• Tidak ada hasil yang ditemukan

BAB II LANDASAN TEOR

A.3. Bentuk-bentuk Perilaku Prososial

Menurut Mussen (1989, h.360) bentuk-bentuk perilaku prososial memiliki beberapa macam yang antara lain :

a. Berbagi (Sharing), yaitu kesediaan untuk berbagi perasaan dengan orang lain dalam suasana suka maupun duka.

b. Menolong (Helping), yaitu kesediaan memberikan bantuan atau pertolongan kepada orang lain yang sedang mengalami kesulitan, baik berupa moril maupun meteriil. Menolong meliputi membantu orang lain atau menawarkan sesuatu yang menunjang berlangsungnya kegiatan orang lain.

c. Kerjasama (Cooperating), yaitu kesediaan untuk bekerja sama dengan orang lain demi tercapainya suatu tujuan. Cooperating biasanya saling menguntungkan, saling memberi, saling menolong dan menenangkan.

d. Bertindak jujur (Honesty), yaitu kesediaan untuk melakukan sesuatu seperti apa adanya, tidak berbuat curang terhadap orang lain.

e. Berderma (Donating), yaitu kesediaan untuk memberikan secara sukarela sebagian barang miliknya kepada orang yang membutuhkan.

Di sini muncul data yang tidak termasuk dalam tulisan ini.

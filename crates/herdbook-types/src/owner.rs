//! Owner records and their subtype profiles.
//!
//! An owner is one of four custodians along the supply chain. All of them
//! share the same six base fields; the subtype-specific fields live in the
//! owner's [`RemarkTrail`] under the `registerOwner.` namespace, so the stored
//! shape is identical for every subtype. [`OwnerProfile`] is the typed view
//! over those extra fields.

use std::fmt;

use serde::{Deserialize, Serialize};

use crate::error::TypeError;
use crate::key::EntityKind;
use crate::record::Record;
use crate::remark::{Remark, RemarkTrail};

/// Namespace under which profile fields are written to the remark trail.
pub const PROFILE_NAMESPACE: &str = "registerOwner";

/// The four owner subtypes, selected by the owner identifier's prefix.
#[derive(Clone, Copy, Debug, PartialEq, Eq, Hash, Serialize, Deserialize)]
pub enum OwnerKind {
    Farm,
    Slaughterhouse,
    Processor,
    Retailer,
}

impl OwnerKind {
    pub const ALL: [OwnerKind; 4] = [
        OwnerKind::Farm,
        OwnerKind::Slaughterhouse,
        OwnerKind::Processor,
        OwnerKind::Retailer,
    ];

    /// Identifier prefix for this subtype (`FARM0`, `SLAUGHTER3`, ...).
    pub const fn token(self) -> &'static str {
        match self {
            Self::Farm => "FARM",
            Self::Slaughterhouse => "SLAUGHTER",
            Self::Processor => "PROCESS",
            Self::Retailer => "SALE",
        }
    }

    /// Names of the subtype-specific fields, in argument order.
    pub const fn profile_fields(self) -> &'static [&'static str] {
        match self {
            Self::Farm => &[],
            Self::Slaughterhouse => &["slaughter_tel", "slaughter_reg_no"],
            Self::Processor => &["process_biz_no"],
            Self::Retailer => &["sale_biz_no"],
        }
    }

    /// Select the subtype from an owner identifier by strict prefix match.
    pub fn from_discriminator(id: &str) -> Result<Self, TypeError> {
        Self::ALL
            .into_iter()
            .find(|kind| id.starts_with(kind.token()))
            .ok_or_else(|| TypeError::UnknownOwnerKind(id.to_string()))
    }
}

impl fmt::Display for OwnerKind {
    fn fmt(&self, f: &mut fmt::Formatter<'_>) -> fmt::Result {
        f.write_str(self.token())
    }
}

/// Typed subtype-specific owner fields.
#[derive(Clone, Debug, PartialEq, Eq, Serialize, Deserialize)]
pub enum OwnerProfile {
    Farm,
    Slaughterhouse { tel: String, reg_no: String },
    Processor { biz_no: String },
    Retailer { biz_no: String },
}

impl OwnerProfile {
    pub fn kind(&self) -> OwnerKind {
        match self {
            Self::Farm => OwnerKind::Farm,
            Self::Slaughterhouse { .. } => OwnerKind::Slaughterhouse,
            Self::Processor { .. } => OwnerKind::Processor,
            Self::Retailer { .. } => OwnerKind::Retailer,
        }
    }

    /// Build a profile from positional values in [`OwnerKind::profile_fields`] order.
    pub fn from_fields(kind: OwnerKind, values: &[String]) -> Result<Self, TypeError> {
        let expected = kind.profile_fields().len();
        if values.len() != expected {
            return Err(TypeError::ProfileFields {
                kind: kind.token(),
                expected,
                actual: values.len(),
            });
        }
        Ok(match kind {
            OwnerKind::Farm => Self::Farm,
            OwnerKind::Slaughterhouse => Self::Slaughterhouse {
                tel: values[0].clone(),
                reg_no: values[1].clone(),
            },
            OwnerKind::Processor => Self::Processor {
                biz_no: values[0].clone(),
            },
            OwnerKind::Retailer => Self::Retailer {
                biz_no: values[0].clone(),
            },
        })
    }

    /// Field values in [`OwnerKind::profile_fields`] order.
    pub fn values(&self) -> Vec<&str> {
        match self {
            Self::Farm => vec![],
            Self::Slaughterhouse { tel, reg_no } => vec![tel.as_str(), reg_no.as_str()],
            Self::Processor { biz_no } | Self::Retailer { biz_no } => vec![biz_no.as_str()],
        }
    }

    /// Flatten into namespaced remarks for storage.
    pub fn to_remarks(&self) -> Vec<Remark> {
        self.kind()
            .profile_fields()
            .iter()
            .zip(self.values())
            .map(|(field, value)| Remark::namespaced(PROFILE_NAMESPACE, field, value))
            .collect()
    }
}

/// A custodian record: farm, slaughterhouse, processor or retailer.
#[derive(Clone, Debug, PartialEq, Eq, Serialize, Deserialize)]
pub struct Owner {
    /// Subtype-prefixed identifier, e.g. `FARM0`.
    #[serde(rename = "Owner_id")]
    pub id: String,
    #[serde(rename = "Owner_nm")]
    pub name: String,
    #[serde(rename = "Owner_addr")]
    pub address: String,
    /// Livestock type, or `"Empty"` for subtypes that do not record one.
    #[serde(rename = "Livestock")]
    pub livestock: String,
    #[serde(rename = "Owner_user_nm")]
    pub manager_name: String,
    #[serde(rename = "Owner_user_birth")]
    pub manager_birth: String,
    #[serde(rename = "Remarks", default)]
    pub remarks: RemarkTrail,
}

impl Owner {
    pub fn new(
        id: impl Into<String>,
        name: impl Into<String>,
        address: impl Into<String>,
        livestock: impl Into<String>,
        manager_name: impl Into<String>,
        manager_birth: impl Into<String>,
    ) -> Self {
        Self {
            id: id.into(),
            name: name.into(),
            address: address.into(),
            livestock: livestock.into(),
            manager_name: manager_name.into(),
            manager_birth: manager_birth.into(),
            remarks: RemarkTrail::new(),
        }
    }

    /// Append the profile's fields to the remark trail.
    pub fn with_profile(mut self, profile: &OwnerProfile) -> Self {
        self.remarks.append(profile.to_remarks());
        self
    }

    /// Subtype implied by the identifier prefix.
    pub fn kind(&self) -> Result<OwnerKind, TypeError> {
        OwnerKind::from_discriminator(&self.id)
    }

    /// Recover the typed profile from the remark trail.
    ///
    /// Returns `None` when the identifier has no known subtype prefix or a
    /// profile field is missing. When a field was written more than once the
    /// earliest value wins.
    pub fn profile(&self) -> Option<OwnerProfile> {
        let kind = self.kind().ok()?;
        let values = kind
            .profile_fields()
            .iter()
            .map(|field| {
                self.remarks
                    .first(&format!("{PROFILE_NAMESPACE}.{field}"))
                    .map(str::to_string)
            })
            .collect::<Option<Vec<_>>>()?;
        OwnerProfile::from_fields(kind, &values).ok()
    }
}

impl Record for Owner {
    const KIND: EntityKind = EntityKind::Owner;
}

#[cfg(test)]
mod tests {
    use super::*;

    fn slaughterhouse() -> Owner {
        Owner::new("SLAUGHTER0", "DoChuk1", "Jeonju", "C", "Lee Do Chuk", "500118").with_profile(
            &OwnerProfile::Slaughterhouse {
                tel: "063-111-2222".into(),
                reg_no: "1-7474-8700".into(),
            },
        )
    }

    #[test]
    fn kind_from_discriminator_prefix() {
        assert_eq!(OwnerKind::from_discriminator("FARM0").unwrap(), OwnerKind::Farm);
        assert_eq!(
            OwnerKind::from_discriminator("SLAUGHTER1").unwrap(),
            OwnerKind::Slaughterhouse
        );
        assert_eq!(OwnerKind::from_discriminator("PROCESS2").unwrap(), OwnerKind::Processor);
        assert_eq!(OwnerKind::from_discriminator("SALE3").unwrap(), OwnerKind::Retailer);
    }

    #[test]
    fn kind_rejects_embedded_tokens() {
        assert!(OwnerKind::from_discriminator("WHOLESALE1").is_err());
        assert!(OwnerKind::from_discriminator("farm0").is_err());
        assert!(OwnerKind::from_discriminator("").is_err());
    }

    #[test]
    fn profile_remarks_are_namespaced_in_field_order() {
        let owner = slaughterhouse();
        let keys: Vec<_> = owner.remarks.iter().map(|r| r.key.as_str()).collect();
        assert_eq!(
            keys,
            vec!["registerOwner.slaughter_tel", "registerOwner.slaughter_reg_no"]
        );
    }

    #[test]
    fn profile_round_trips_through_remarks() {
        let owner = slaughterhouse();
        assert_eq!(
            owner.profile(),
            Some(OwnerProfile::Slaughterhouse {
                tel: "063-111-2222".into(),
                reg_no: "1-7474-8700".into(),
            })
        );

        let farm = Owner::new("FARM0", "ChukLim1", "Iksan", "C", "Kim Duck Bae", "530118");
        assert_eq!(farm.profile(), Some(OwnerProfile::Farm));
        assert!(farm.remarks.is_empty());
    }

    #[test]
    fn profile_missing_field_is_none() {
        let owner = Owner::new("PROCESS0", "Gagong1", "PyeongTak", "Empty", "Park", "Empty");
        assert_eq!(owner.profile(), None);
    }

    #[test]
    fn from_fields_checks_count() {
        let err = OwnerProfile::from_fields(OwnerKind::Retailer, &[]).unwrap_err();
        assert!(matches!(err, TypeError::ProfileFields { expected: 1, actual: 0, .. }));
    }

    #[test]
    fn wire_names_are_preserved() {
        let owner = Owner::new("FARM0", "n", "a", "C", "m", "b");
        let json = String::from_utf8(owner.encode().unwrap()).unwrap();
        assert!(json.contains(r#""Owner_id":"FARM0""#));
        assert!(json.contains(r#""Owner_user_birth":"b""#));
        assert!(json.contains(r#""Remarks":[]"#));
    }

    #[test]
    fn decode_accepts_null_remarks() {
        let json = r#"{"Owner_id":"01","Owner_nm":"ChukLim1","Owner_addr":"Iksan","Livestock":"C","Owner_user_nm":"Kim","Owner_user_birth":"530118","Remarks":null}"#;
        let owner = Owner::decode(json.as_bytes()).unwrap();
        assert!(owner.remarks.is_empty());
    }

    #[test]
    fn decode_rejects_foreign_shape() {
        let json = r#"{"Id_no":"COW3","Rfid_no":"RFID0"}"#;
        assert!(matches!(
            Owner::decode(json.as_bytes()),
            Err(TypeError::Decode { kind: EntityKind::Owner, .. })
        ));
    }
}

Brigham (1991, h.277) menyebutkan bentuk-bentuk perilaku prososial yang hampir sama dengan diatas, yaitu :

a. Altruisme, yaitu kesediaan untuk menolong orang lain secara sukarela tanpa mengharapkan imbalan.

b. Murah hati, yaitu kesediaan untuk bersikap dermawan pada orang lain.

c. Persahabatan, yaitu kesediaan untuk menjalin hubungan yang lebih dekat dengan orang lain.

d. Kerjasama, yaitu kesediaan untuk bekerja sama dengan orang lain demi terciptanya suatu tujuan.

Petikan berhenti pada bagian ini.